▸ Collected data
[Start of Attachment]

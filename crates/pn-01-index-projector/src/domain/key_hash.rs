//! # Contract Key Hashing
//!
//! Global key hash stored in `create_key_hash`, used by key lookups.
//!
//! The hash is SHA-256 over a tagged, length-prefixed encoding of the template
//! id, package name and key value. It depends only on the logical key, never
//! on the injected serializer, so changing the serialization strategy does not
//! invalidate existing key lookups.

use sha2::{Digest, Sha256};
use shared_types::{PackageName, TemplateId, Value};

/// Domain separator for contract key hashes.
const KEY_HASH_PURPOSE: &[u8] = b"pn.contract-key.v1";

/// Hash a contract key, hex encoded.
pub fn hash_contract_key(
    template_id: &TemplateId,
    package_name: &PackageName,
    key: &Value,
) -> String {
    let mut hasher = Sha256::new();
    hasher.update(KEY_HASH_PURPOSE);
    update_str(&mut hasher, &template_id.to_string());
    update_str(&mut hasher, package_name.as_str());
    update_value(&mut hasher, key);
    hex::encode(hasher.finalize())
}

fn update_str(hasher: &mut Sha256, value: &str) {
    hasher.update((value.len() as u64).to_be_bytes());
    hasher.update(value.as_bytes());
}

fn update_value(hasher: &mut Sha256, value: &Value) {
    match value {
        Value::Unit => hasher.update([0u8]),
        Value::Bool(flag) => hasher.update([1u8, u8::from(*flag)]),
        Value::Int64(number) => {
            hasher.update([2u8]);
            hasher.update(number.to_be_bytes());
        }
        Value::Numeric(numeric) => {
            hasher.update([3u8]);
            update_str(hasher, numeric);
        }
        Value::Text(text) => {
            hasher.update([4u8]);
            update_str(hasher, text);
        }
        Value::Timestamp(timestamp) => {
            hasher.update([5u8]);
            hasher.update(timestamp.micros().to_be_bytes());
        }
        Value::Party(party) => {
            hasher.update([6u8]);
            update_str(hasher, party.as_str());
        }
        Value::ContractId(contract_id) => {
            hasher.update([7u8]);
            update_str(hasher, contract_id.as_str());
        }
        Value::Optional(inner) => {
            hasher.update([8u8]);
            match inner {
                Some(inner) => {
                    hasher.update([1u8]);
                    update_value(hasher, inner);
                }
                None => hasher.update([0u8]),
            }
        }
        Value::List(items) => {
            hasher.update([9u8]);
            hasher.update((items.len() as u64).to_be_bytes());
            for item in items {
                update_value(hasher, item);
            }
        }
        // Field names are not part of the key identity, only values in order.
        Value::Record(fields) => {
            hasher.update([10u8]);
            hasher.update((fields.len() as u64).to_be_bytes());
            for (_, field) in fields {
                update_value(hasher, field);
            }
        }
        Value::Variant { constructor, value } => {
            hasher.update([11u8]);
            update_str(hasher, constructor);
            update_value(hasher, value);
        }
    }
}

[End of Attachment]

▸ What is expected
Every record, copied exactly, is the expected answer.

▸ Output
filename crates/pn-01-index-projector/src/domain/key_hash.rs
//! # Contract Key Hashing
//!
//! Global key hash stored in `create_key_hash`, used by key lookups.
//!
//! The hash is SHA-256 over a tagged, length-prefixed encoding of the template
//! id, package name and key value. It depends only on the logical key, never
//! on the injected serializer, so changing the serialization strategy does not
//! invalidate existing key lookups.

use sha2::{Digest, Sha256};
use shared_types::{PackageName, TemplateId, Value};

/// Domain separator for contract key hashes.
const KEY_HASH_PURPOSE: &[u8] = b"pn.contract-key.v1";

/// Hash a contract key, hex encoded.
pub fn hash_contract_key(
    template_id: &TemplateId,
    package_name: &PackageName,
    key: &Value,
) -> String {
    let mut hasher = Sha256::new();
    hasher.update(KEY_HASH_PURPOSE);
    update_str(&mut hasher, &template_id.to_string());
    update_str(&mut hasher, package_name.as_str());
    update_value(&mut hasher, key);
    hex::encode(hasher.finalize())
}

fn update_str(hasher: &mut Sha256, value: &str) {
    hasher.update((value.len() as u64).to_be_bytes());
    hasher.update(value.as_bytes());
}

fn update_value(hasher: &mut Sha256, value: &Value) {
    match value {
        Value::Unit => hasher.update([0u8]),
        Value::Bool(flag) => hasher.update([1u8, u8::from(*flag)]),
        Value::Int64(number) => {
            hasher.update([2u8]);
            hasher.update(number.to_be_bytes());
        }
        Value::Numeric(numeric) => {
            hasher.update([3u8]);
            update_str(hasher, numeric);
        }
        Value::Text(text) => {
            hasher.update([4u8]);
            update_str(hasher, text);
        }
        Value::Timestamp(timestamp) => {
            hasher.update([5u8]);
            hasher.update(timestamp.micros().to_be_bytes());
        }
        Value::Party(party) => {
            hasher.update([6u8]);
            update_str(hasher, party.as_str());
        }
        Value::ContractId(contract_id) => {
            hasher.update([7u8]);
            update_str(hasher, contract_id.as_str());
        }
        Value::Optional(inner) => {
            hasher.update([8u8]);
            match inner {
                Some(inner) => {
                    hasher.update([1u8]);
                    update_value(hasher, inner);
                }
                None => hasher.update([0u8]),
            }
        }
        Value::List(items) => {
            hasher.update([9u8]);
            hasher.update((items.len() as u64).to_be_bytes());
            for item in items {
                update_value(hasher, item);
            }
        }
        // Field names are not part of the key identity, only values in order.
        Value::Record(fields) => {
            hasher.update([10u8]);
            hasher.update((fields.len() as u64).to_be_bytes());
            for (_, field) in fields {
                update_value(hasher, field);
            }
        }
        Value::Variant { constructor, value } => {
            hasher.update([11u8]);
            update_str(hasher, constructor);
            update_value(hasher, value);
        }
    }
}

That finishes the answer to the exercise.